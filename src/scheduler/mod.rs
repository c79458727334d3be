//! Batch producers that decide which feeds to refresh next.
//!
//! - [`Scheduler::new_batch`] - automatic scheduling across all users, paced
//!   by each feed's publishing cadence and cut off by its parsing error count
//! - [`Scheduler::new_user_batch`] - a user's "refresh everything now" request,
//!   which bypasses both checks
//! - [`run`] - the periodic loop feeding global batches into a job queue
//!
//! Selection never claims feeds. Two producers running at the same time (a
//! global tick racing a manual refresh, or two scheduler processes) can hand
//! out the same feed twice, so fetch workers must tolerate redundant
//! refreshes.

mod runner;

pub use runner::run;

use chrono::{DateTime, Utc};

use crate::policy::RefreshPolicy;
use crate::storage::{Database, JobList, Selection, StoreError};

#[derive(Clone)]
pub struct Scheduler {
    db: Database,
    policy: RefreshPolicy,
}

impl Scheduler {
    pub fn new(db: Database, policy: RefreshPolicy) -> Self {
        Self { db, policy }
    }

    /// Up to `batch_size` due feeds across all users, least recently checked first.
    pub async fn new_batch(&self, batch_size: usize) -> Result<JobList, StoreError> {
        self.new_batch_at(batch_size, Utc::now()).await
    }

    /// [`new_batch`](Self::new_batch) evaluated at `now` instead of the wall clock.
    pub async fn new_batch_at(
        &self,
        batch_size: usize,
        now: DateTime<Utc>,
    ) -> Result<JobList, StoreError> {
        let selection = Selection::Due {
            policy: &self.policy,
            now,
        };
        let jobs = self.db.fetch_batch(&selection, batch_size).await?;
        tracing::debug!(
            jobs = jobs.len(),
            batch_size,
            error_threshold = self.policy.error_threshold(),
            "Produced global batch"
        );
        Ok(jobs)
    }

    /// Up to `batch_size` of the user's enabled feeds, least recently checked first.
    ///
    /// The parsing error threshold and the cadence interval do not apply: a
    /// manual refresh overrides automatic pacing.
    pub async fn new_user_batch(
        &self,
        user_id: i64,
        batch_size: usize,
    ) -> Result<JobList, StoreError> {
        let jobs = self
            .db
            .fetch_batch(&Selection::User { user_id }, batch_size)
            .await?;
        tracing::debug!(user_id, jobs = jobs.len(), batch_size, "Produced user batch");
        Ok(jobs)
    }
}
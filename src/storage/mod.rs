mod entries;
mod feeds;
mod jobs;
mod schema;
mod types;

pub use jobs::Selection;
pub use schema::Database;
pub use types::{DatabaseError, Feed, Job, JobList, StoreError};
use anyhow::Result;

use super::schema::Database;

impl Database {
    // ========================================================================
    // Entry Operations
    // ========================================================================

    /// Record an entry published at `published_at` (Unix seconds)
    pub async fn insert_entry(&self, feed_id: i64, published_at: i64) -> Result<i64> {
        let (id,): (i64,) =
            sqlx::query_as("INSERT INTO entries (feed_id, published_at) VALUES (?, ?) RETURNING id")
                .bind(feed_id)
                .bind(published_at)
                .fetch_one(&self.pool)
                .await?;
        Ok(id)
    }

    /// Publication time of the newest entry, or `None` for a feed without entries
    pub async fn last_published_at(&self, feed_id: i64) -> Result<Option<i64>> {
        let (latest,): (Option<i64>,) =
            sqlx::query_as("SELECT MAX(published_at) FROM entries WHERE feed_id = ?")
                .bind(feed_id)
                .fetch_one(&self.pool)
                .await?;
        Ok(latest)
    }
}
//! Configuration file parser for ~/.config/feedsched/config.toml.
//!
//! The config file is optional — a missing file yields `Config::default()`.
//! Unknown keys are ignored by serde, though we log a warning when the file
//! contains potential typos. `FEEDSCHED_BATCH_SIZE` and
//! `FEEDSCHED_POLLING_FREQUENCY` override the file.
use chrono::TimeDelta;
use serde::Deserialize;
use std::path::{Path, PathBuf};
use std::time::Duration;
use thiserror::Error;

use crate::policy::{
    CadenceTier, PolicyError, RefreshPolicy, DEFAULT_CADENCE, DEFAULT_DORMANT_INTERVAL_HOURS,
    DEFAULT_ERROR_THRESHOLD,
};

// ============================================================================
// Error Types
// ============================================================================

#[derive(Debug, Error)]
pub enum ConfigError {
    #[error("Failed to read config file: {0}")]
    Io(#[from] std::io::Error),

    #[error("Invalid TOML in config file: {0}")]
    Parse(#[from] toml::de::Error),

    /// Config file exceeds maximum allowed size.
    #[error("Config file too large: {0}")]
    TooLarge(String),

    #[error("Invalid refresh policy: {0}")]
    InvalidPolicy(#[from] PolicyError),

    #[error("Invalid value for {var}: {value:?}")]
    InvalidEnv { var: &'static str, value: String },
}

// ============================================================================
// Configuration Structs
// ============================================================================

/// Top-level scheduler configuration.
///
/// All fields use `#[serde(default)]` so any subset of keys can be specified.
#[derive(Debug, Clone, PartialEq, Eq, Deserialize)]
#[serde(default)]
pub struct Config {
    /// Maximum number of jobs per batch.
    pub batch_size: usize,

    /// Minutes between two global batches.
    pub polling_frequency_minutes: u64,

    /// SQLite database path. Defaults to `feeds.db` next to the config file.
    pub database_path: Option<PathBuf>,

    /// Error threshold and cadence tiers.
    pub policy: PolicyConfig,
}

impl Default for Config {
    fn default() -> Self {
        Self {
            batch_size: 100,
            polling_frequency_minutes: 60,
            database_path: None,
            policy: PolicyConfig::default(),
        }
    }
}

/// `[policy]` section. Converted into a [`RefreshPolicy`] by [`Config::policy`].
#[derive(Debug, Clone, PartialEq, Eq, Deserialize)]
#[serde(default)]
pub struct PolicyConfig {
    pub error_threshold: i64,
    pub dormant_interval_hours: i64,
    pub cadence: Vec<CadenceConfig>,
}

impl Default for PolicyConfig {
    fn default() -> Self {
        Self {
            error_threshold: DEFAULT_ERROR_THRESHOLD,
            dormant_interval_hours: DEFAULT_DORMANT_INTERVAL_HOURS,
            cadence: DEFAULT_CADENCE
                .iter()
                .map(|&(younger_than_days, interval_hours)| CadenceConfig {
                    younger_than_days,
                    interval_hours,
                })
                .collect(),
        }
    }
}

/// One `[[policy.cadence]]` entry.
#[derive(Debug, Clone, Copy, PartialEq, Eq, Deserialize)]
pub struct CadenceConfig {
    pub younger_than_days: i64,
    pub interval_hours: i64,
}

impl Config {
    /// Maximum config file size (1 MB).
    const MAX_FILE_SIZE: u64 = 1_048_576;

    /// Load configuration from a TOML file, then apply environment overrides.
    pub fn load(path: &Path) -> Result<Self, ConfigError> {
        let mut config = Self::load_file(path)?;
        config.apply_env(|var| std::env::var(var).ok())?;
        Ok(config)
    }

    /// Load configuration from a TOML file.
    ///
    /// - Missing file → `Ok(Config::default())`
    /// - Empty file → `Ok(Config::default())`
    /// - Invalid TOML → `Err(ConfigError::Parse)` with line number info
    /// - Unknown keys → silently accepted (serde default behavior), logged as warning
    pub fn load_file(path: &Path) -> Result<Self, ConfigError> {
        // Check size before reading to avoid loading a corrupted multi-GB file
        match std::fs::metadata(path) {
            Ok(meta) if meta.len() > Self::MAX_FILE_SIZE => {
                return Err(ConfigError::TooLarge(format!(
                    "Config file is {} bytes (max {} bytes)",
                    meta.len(),
                    Self::MAX_FILE_SIZE
                )));
            }
            Err(e) if e.kind() == std::io::ErrorKind::NotFound => {
                tracing::debug!(path = %path.display(), "No config file found, using defaults");
                return Ok(Self::default());
            }
            Err(e) => return Err(ConfigError::Io(e)),
            Ok(_) => {}
        }

        let content = match std::fs::read_to_string(path) {
            Ok(c) => c,
            Err(e) if e.kind() == std::io::ErrorKind::NotFound => {
                tracing::debug!(path = %path.display(), "Config file disappeared, using defaults");
                return Ok(Self::default());
            }
            Err(e) => return Err(ConfigError::Io(e)),
        };

        if content.trim().is_empty() {
            tracing::debug!(path = %path.display(), "Config file is empty, using defaults");
            return Ok(Self::default());
        }

        if let Ok(raw) = content.parse::<toml::Table>() {
            let known_keys = [
                "batch_size",
                "polling_frequency_minutes",
                "database_path",
                "policy",
            ];
            for key in raw.keys() {
                if !known_keys.contains(&key.as_str()) {
                    tracing::warn!(key = %key, "Unknown key in config file, ignoring");
                }
            }
        }

        let config: Config = toml::from_str(&content)?;
        tracing::info!(
            path = %path.display(),
            batch_size = config.batch_size,
            polling_frequency_minutes = config.polling_frequency_minutes,
            "Loaded configuration"
        );
        Ok(config)
    }

    /// Longest accepted polling frequency (one year).
    const MAX_POLLING_FREQUENCY_MINUTES: u64 = 365 * 24 * 60;

    /// Time between two global batches, clamped to one minute .. one year.
    pub fn polling_frequency(&self) -> Duration {
        let minutes = self
            .polling_frequency_minutes
            .clamp(1, Self::MAX_POLLING_FREQUENCY_MINUTES);
        Duration::from_secs(minutes * 60)
    }

    /// Apply `FEEDSCHED_*` overrides looked up through `lookup`.
    pub fn apply_env<F>(&mut self, lookup: F) -> Result<(), ConfigError>
    where
        F: Fn(&str) -> Option<String>,
    {
        if let Some(value) = lookup("FEEDSCHED_BATCH_SIZE") {
            self.batch_size = value.trim().parse().map_err(|_| ConfigError::InvalidEnv {
                var: "FEEDSCHED_BATCH_SIZE",
                value,
            })?;
        }
        if let Some(value) = lookup("FEEDSCHED_POLLING_FREQUENCY") {
            self.polling_frequency_minutes =
                value.trim().parse().map_err(|_| ConfigError::InvalidEnv {
                    var: "FEEDSCHED_POLLING_FREQUENCY",
                    value,
                })?;
        }
        Ok(())
    }

    /// Validate the `[policy]` section and build a [`RefreshPolicy`].
    pub fn policy(&self) -> Result<RefreshPolicy, ConfigError> {
        let tiers = self
            .policy
            .cadence
            .iter()
            .map(|tier| -> Result<CadenceTier, PolicyError> {
                Ok(CadenceTier {
                    younger_than: TimeDelta::try_days(tier.younger_than_days)
                        .ok_or(PolicyError::OutOfRange)?,
                    interval: TimeDelta::try_hours(tier.interval_hours)
                        .ok_or(PolicyError::OutOfRange)?,
                })
            })
            .collect::<Result<Vec<_>, PolicyError>>()?;
        let dormant_interval = TimeDelta::try_hours(self.policy.dormant_interval_hours)
            .ok_or(PolicyError::OutOfRange)?;
        let policy = RefreshPolicy::new(self.policy.error_threshold, tiers, dormant_interval)?;
        Ok(policy)
    }
}

// ============================================================================
// Tests
// ============================================================================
# # #
▸ **WHAT NEEDS TO BE DONE**: Every line containing the word "collect" must be copied from the material above.

▸ **REPLY**:
                .collect(),
            .collect::<Result<Vec<_>, PolicyError>>()?;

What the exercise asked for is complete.